What’s the best time to visit Paris?

Watch a few Paris-based flicks and you may be expecting sunshine and spring blooms when you arrive in the city. But the weather in the spring is actually pretty unpredictable. Between April and June, you can almost count on chilly, overcast days and a lot of rain. Your best bet is to travel either during the late summer or early autumn as these are the warmest parts of the year. If you want to see Paris at its most festive, book your trip in December or January. 

How do I get around in Paris?

Whichever airport brings you to town, either Roissy Charles-de-Gaulle or Orly, you’re not going to be far from the city centre.  Buses, taxis, and even trains are frequent means of transport, but the RER B is hands-down the fastest. This regional train has several stopping points from the airports through to the heart of the city. If you opt for a bus, you can expect to pay roughly €8 to €10 for a ride.

Taxis are easy enough to flag down, but they tend to be the most expensive travel option.
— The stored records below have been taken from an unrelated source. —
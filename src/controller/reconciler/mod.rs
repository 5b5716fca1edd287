//! # Reconciler
//!
//! Reconciles `Puller` resources against the cluster.
//!
//! - `types` - reconciler context, backoff state and error types
//! - `dockerconfig` - builds the registry auth document
//! - `namespaces` - resolves target namespaces from the selector
//! - `ensure` - converges the secret and service accounts of one namespace
//! - `cleanup` - strips service account bindings cluster-wide
//! - `finalizer` - adds and releases the deletion guard
//! - `status` - condition bookkeeping
//! - `reconcile` - the reconcile entry point

pub mod cleanup;
pub mod dockerconfig;
pub mod ensure;
pub mod finalizer;
pub mod namespaces;
pub mod reconcile;
pub mod status;
pub mod types;

pub use reconcile::{reconcile, SyncSummary};
pub use types::{AggregateError, BackoffState, Reconciler, ReconcilerError};
//! # Namespace Convergence
//!
//! Makes one namespace match a `Puller`: the image pull secret exists with the
//! current auth document, and every service account references it.
//!
//! Every write goes through [`retry_on_conflict`] and refetches the object on
//! each attempt. An already-converged namespace costs reads only.

use super::dockerconfig::same_document;
use super::types::{AggregateError, ReconcilerError};
use crate::constants::{DOCKER_CONFIG_JSON_KEY, DOCKER_CONFIG_JSON_TYPE, SECRET_LABEL_KEY, SECRET_NAME};
use crate::controller::retry::{retry_on_conflict, RetryPolicy};
use crate::crd::Puller;
use crate::store::{ClusterStore, StoreError};
use k8s_openapi::api::core::v1::{LocalObjectReference, Secret, ServiceAccount};
use k8s_openapi::apimachinery::pkg::apis::meta::v1::ObjectMeta;
use k8s_openapi::ByteString;
use kube::{Resource, ResourceExt};
use std::collections::BTreeMap;
use tracing::{debug, info};

/// Writes performed while converging one namespace
#[derive(Debug, Default, Clone, Copy, PartialEq, Eq)]
pub struct NamespaceOutcome {
    pub secret_written: bool,
    pub service_accounts_bound: usize,
}

/// Desired image pull secret for `puller` in `namespace`
pub fn desired_secret(puller: &Puller, namespace: &str, document: &[u8]) -> Secret {
    Secret {
        metadata: ObjectMeta {
            name: Some(SECRET_NAME.to_string()),
            namespace: Some(namespace.to_string()),
            labels: Some(BTreeMap::from([(
                SECRET_LABEL_KEY.to_string(),
                puller.name_any(),
            )])),
            owner_references: puller.controller_owner_ref(&()).map(|mut owner| {
                owner.block_owner_deletion = Some(true);
                vec![owner]
            }),
            ..Default::default()
        },
        type_: Some(DOCKER_CONFIG_JSON_TYPE.to_string()),
        data: Some(BTreeMap::from([(
            DOCKER_CONFIG_JSON_KEY.to_string(),
            ByteString(document.to_vec()),
        )])),
        ..Default::default()
    }
}

/// Whether `current` already carries everything `desired` asks for
fn secret_is_current(current: &Secret, desired: &Secret) -> bool {
    let document = |secret: &Secret| {
        secret
            .data
            .as_ref()
            .and_then(|data| data.get(DOCKER_CONFIG_JSON_KEY))
            .map(|bytes| bytes.0.clone())
    };
    let data_matches = match (document(current), document(desired)) {
        (Some(current_doc), Some(desired_doc)) => {
            same_document(&current_doc, &desired_doc)
                && current.data.as_ref().map(BTreeMap::len) == Some(1)
        }
        _ => false,
    };
    let label_matches = current.labels().get(SECRET_LABEL_KEY) == desired.labels().get(SECRET_LABEL_KEY);
    let owner_present = desired.owner_references().iter().all(|wanted| {
        current
            .owner_references()
            .iter()
            .any(|owner| owner.uid == wanted.uid)
    });
    data_matches && label_matches && owner_present && current.type_ == desired.type_
}

/// Merge `desired` onto the stored secret, keeping unrelated metadata
fn merged_secret(current: &Secret, desired: &Secret) -> Secret {
    let mut updated = current.clone();
    updated.type_.clone_from(&desired.type_);
    updated.data.clone_from(&desired.data);
    updated.string_data = None;
    updated
        .labels_mut()
        .extend(desired.labels().iter().map(|(k, v)| (k.clone(), v.clone())));
    for wanted in desired.owner_references() {
        let owners = updated.owner_references_mut();
        if !owners.iter().any(|owner| owner.uid == wanted.uid) {
            owners.push(wanted.clone());
        }
    }
    updated
}

/// Create or update the image pull secret
///
/// Returns whether a write happened. A create that loses the race to another
/// writer comes back as `AlreadyExists` and is retried as an update.
pub async fn ensure_secret(
    store: &dyn ClusterStore,
    policy: RetryPolicy,
    desired: &Secret,
) -> Result<bool, StoreError> {
    let namespace = desired.namespace().unwrap_or_default();
    let name = desired.name_any();
    retry_on_conflict(policy, || async {
        match store.get_secret(&namespace, &name).await? {
            None => {
                store.create_secret(desired).await?;
                debug!(namespace = %namespace, secret = %name, "Created image pull secret");
                Ok(true)
            }
            Some(current) if secret_is_current(&current, desired) => Ok(false),
            Some(current) => {
                store
                    .replace_secret(&merged_secret(&current, desired))
                    .await?;
                debug!(namespace = %namespace, secret = %name, "Updated image pull secret");
                Ok(true)
            }
        }
    })
    .await
}

pub(crate) fn has_pull_secret(service_account: &ServiceAccount, secret_name: &str) -> bool {
    service_account
        .image_pull_secrets
        .iter()
        .flatten()
        .any(|reference| reference.name == secret_name)
}

/// Append the secret reference to one service account
///
/// A service account deleted in the meantime needs nothing.
async fn bind_service_account(
    store: &dyn ClusterStore,
    namespace: &str,
    name: &str,
    secret_name: &str,
) -> Result<bool, StoreError> {
    let Some(mut service_account) = store.get_service_account(namespace, name).await? else {
        return Ok(false);
    };
    if has_pull_secret(&service_account, secret_name) {
        return Ok(false);
    }
    service_account
        .image_pull_secrets
        .get_or_insert_with(Vec::new)
        .push(LocalObjectReference {
            name: secret_name.to_string(),
        });
    match store.replace_service_account(&service_account).await {
        Err(error) if error.is_not_found() => Ok(false),
        Err(error) => Err(error),
        Ok(_) => Ok(true),
    }
}

/// Reference `secret_name` from every service account in `namespace`
///
/// Each service account is updated independently; failures are collected and
/// returned together once every account has been tried.
pub async fn ensure_service_accounts(
    store: &dyn ClusterStore,
    policy: RetryPolicy,
    namespace: &str,
    secret_name: &str,
) -> Result<usize, ReconcilerError> {
    let service_accounts = store.list_service_accounts(Some(namespace)).await?;

    let mut bound = 0;
    let mut errors = AggregateError::new();
    for service_account in &service_accounts {
        if has_pull_secret(service_account, secret_name) {
            continue;
        }
        let name = service_account.name_any();
        match retry_on_conflict(policy, || {
            bind_service_account(store, namespace, &name, secret_name)
        })
        .await
        {
            Ok(true) => bound += 1,
            Ok(false) => {}
            Err(error) => errors.push(format!("service account {namespace}/{name}"), error),
        }
    }
    errors.into_result()?;
    Ok(bound)
}

/// Converge one namespace
///
/// Service accounts are only touched once the secret they reference is in
/// place.
pub async fn ensure_namespace(
    store: &dyn ClusterStore,
    policy: RetryPolicy,
    puller: &Puller,
    namespace: &str,
    document: &[u8],
) -> Result<NamespaceOutcome, ReconcilerError> {
    let secret = desired_secret(puller, namespace, document);
    let secret_written = ensure_secret(store, policy, &secret).await?;
    let service_accounts_bound =
        ensure_service_accounts(store, policy, namespace, SECRET_NAME).await?;

    if secret_written || service_accounts_bound > 0 {
        info!(
            namespace = %namespace,
            secret_written,
            service_accounts_bound,
            "Namespace converged"
        );
    }
    Ok(NamespaceOutcome {
        secret_written,
        service_accounts_bound,
    })
}
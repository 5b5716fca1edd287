//! # Kubernetes Store
//!
//! [`ClusterStore`] backed by the Kubernetes API server.

use super::{ClusterStore, StoreError};
use crate::constants::CONTROLLER_NAME;
use crate::crd::Puller;
use crate::selector;
use async_trait::async_trait;
use k8s_openapi::api::core::v1::{Namespace, Secret, ServiceAccount};
use k8s_openapi::apimachinery::pkg::apis::meta::v1::LabelSelector;
use kube::api::{Api, ListParams, Patch, PatchParams, PostParams};
use kube::{Client, ResourceExt};
use tracing::debug;

/// Live object store
#[derive(Clone)]
pub struct KubeStore {
    client: Client,
}

impl std::fmt::Debug for KubeStore {
    fn fmt(&self, f: &mut std::fmt::Formatter<'_>) -> std::fmt::Result {
        f.debug_struct("KubeStore").finish_non_exhaustive()
    }
}

impl KubeStore {
    pub fn new(client: Client) -> Self {
        Self { client }
    }

    fn pullers(&self) -> Api<Puller> {
        Api::all(self.client.clone())
    }

    fn secrets(&self, namespace: &str) -> Api<Secret> {
        Api::namespaced(self.client.clone(), namespace)
    }

    fn service_accounts(&self, namespace: &str) -> Api<ServiceAccount> {
        Api::namespaced(self.client.clone(), namespace)
    }
}

/// Map a kube error onto the store taxonomy
fn map_error(kind: &'static str, name: &str, error: kube::Error) -> StoreError {
    match error {
        kube::Error::Api(response) => match response.code {
            404 => StoreError::NotFound {
                kind,
                name: name.to_string(),
            },
            409 if response.reason == "AlreadyExists" => StoreError::AlreadyExists {
                kind,
                name: name.to_string(),
            },
            409 => StoreError::Conflict {
                kind,
                name: name.to_string(),
            },
            code => StoreError::Api {
                code,
                message: response.message.clone(),
            },
        },
        other => StoreError::Transport(other.to_string()),
    }
}

fn require_namespace<K: ResourceExt>(kind: &'static str, obj: &K) -> Result<String, StoreError> {
    obj.namespace().ok_or_else(|| StoreError::Api {
        code: 422,
        message: format!("{kind} {} has no namespace", obj.name_any()),
    })
}

#[async_trait]
impl ClusterStore for KubeStore {
    async fn get_puller(&self, name: &str) -> Result<Option<Puller>, StoreError> {
        self.pullers()
            .get_opt(name)
            .await
            .map_err(|e| map_error("Puller", name, e))
    }

    async fn replace_puller(&self, puller: &Puller) -> Result<Puller, StoreError> {
        let name = puller.name_any();
        self.pullers()
            .replace(&name, &PostParams::default(), puller)
            .await
            .map_err(|e| map_error("Puller", &name, e))
    }

    async fn replace_puller_status(&self, puller: &Puller) -> Result<Puller, StoreError> {
        let name = puller.name_any();
        // resourceVersion in a merge patch acts as a precondition,
        // so a stale status write comes back as 409
        let patch = serde_json::json!({
            "metadata": { "resourceVersion": puller.resource_version() },
            "status": puller.status,
        });
        self.pullers()
            .patch_status(
                &name,
                &PatchParams::apply(CONTROLLER_NAME),
                &Patch::Merge(patch),
            )
            .await
            .map_err(|e| map_error("Puller", &name, e))
    }

    async fn list_namespaces(
        &self,
        selector: Option<&LabelSelector>,
    ) -> Result<Vec<Namespace>, StoreError> {
        let mut params = ListParams::default();
        if let Some(selector) = selector {
            let query = selector::to_query(selector)?;
            debug!(selector = %query, "Listing namespaces with label selector");
            if !query.is_empty() {
                params = params.labels(&query);
            }
        }
        Api::<Namespace>::all(self.client.clone())
            .list(&params)
            .await
            .map(|list| list.items)
            .map_err(|e| map_error("Namespace", "*", e))
    }

    async fn get_secret(&self, namespace: &str, name: &str) -> Result<Option<Secret>, StoreError> {
        self.secrets(namespace)
            .get_opt(name)
            .await
            .map_err(|e| map_error("Secret", &format!("{namespace}/{name}"), e))
    }

    async fn create_secret(&self, secret: &Secret) -> Result<Secret, StoreError> {
        let namespace = require_namespace("Secret", secret)?;
        let name = format!("{namespace}/{}", secret.name_any());
        self.secrets(&namespace)
            .create(&PostParams::default(), secret)
            .await
            .map_err(|e| map_error("Secret", &name, e))
    }

    async fn replace_secret(&self, secret: &Secret) -> Result<Secret, StoreError> {
        let namespace = require_namespace("Secret", secret)?;
        let name = secret.name_any();
        self.secrets(&namespace)
            .replace(&name, &PostParams::default(), secret)
            .await
            .map_err(|e| map_error("Secret", &format!("{namespace}/{name}"), e))
    }

    async fn list_service_accounts(
        &self,
        namespace: Option<&str>,
    ) -> Result<Vec<ServiceAccount>, StoreError> {
        let api: Api<ServiceAccount> = match namespace {
            Some(ns) => self.service_accounts(ns),
            None => Api::all(self.client.clone()),
        };
        api.list(&ListParams::default())
            .await
            .map(|list| list.items)
            .map_err(|e| map_error("ServiceAccount", namespace.unwrap_or("*"), e))
    }

    async fn get_service_account(
        &self,
        namespace: &str,
        name: &str,
    ) -> Result<Option<ServiceAccount>, StoreError> {
        self.service_accounts(namespace)
            .get_opt(name)
            .await
            .map_err(|e| map_error("ServiceAccount", &format!("{namespace}/{name}"), e))
    }

    async fn replace_service_account(
        &self,
        service_account: &ServiceAccount,
    ) -> Result<ServiceAccount, StoreError> {
        let namespace = require_namespace("ServiceAccount", service_account)?;
        let name = service_account.name_any();
        self.service_accounts(&namespace)
            .replace(&name, &PostParams::default(), service_account)
            .await
            .map_err(|e| map_error("ServiceAccount", &format!("{namespace}/{name}"), e))
    }
}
You can traverse most of the city by foot, but you may get tired if you’re browsing and exploring all day. Paris by Métro is a good option for intercity travel, but so are buses and Vélib, which is a unique bike-sharing program. 

What do I need to see in Paris?

Before you leave the city, take the opportunity to walk off all your dinner with a moonlit stroll along the Seine River. Some of the most iconic bridges in history are perfect for foot travel. If you wander far enough, you’ll get a beautiful view of the Eiffel Tower framed by the twinkling night sky. If time in the city affords it, make sure you visit the Louvre, and don’t miss the Luxembourg Gardens. Pick a day during your stay to browse the multitude of markets where you’ll find street vendors selling everything from fresh pastries to antiques.  And the birds-eye-view of the city from the Arc de Triomphe should not be missed. Ever. 

What top tips do I need to know about?

Just like anywhere else, there are often unspoken things the locals know all about and newcomers have no idea. These tips can really help you make the most of your trip: 

  • Remember the farmers’ markets when looking for lunch. 
  • If a train car on the metro is especially crowded, it’s considered polite to fold your seat up and stand. 
  • If you want authentic Parisian dining, skip restaurants that have multiple flags on display. 

What about Parisian culture?

Of course, no local’s guide to Paris would be complete without talking about culture. Some of the most-visited attractions in the city are going to grant you an immense amount of cultural experience. But make sure you’re also digging under the surface if you want the best of the best. The Jewish Art and History Museum, the Paris Story Cinema, and even some of the little quirky shops have just as much to offer. Also, pencil in time for a historian-led tour of certain parts of the city — you won’t be disappointed.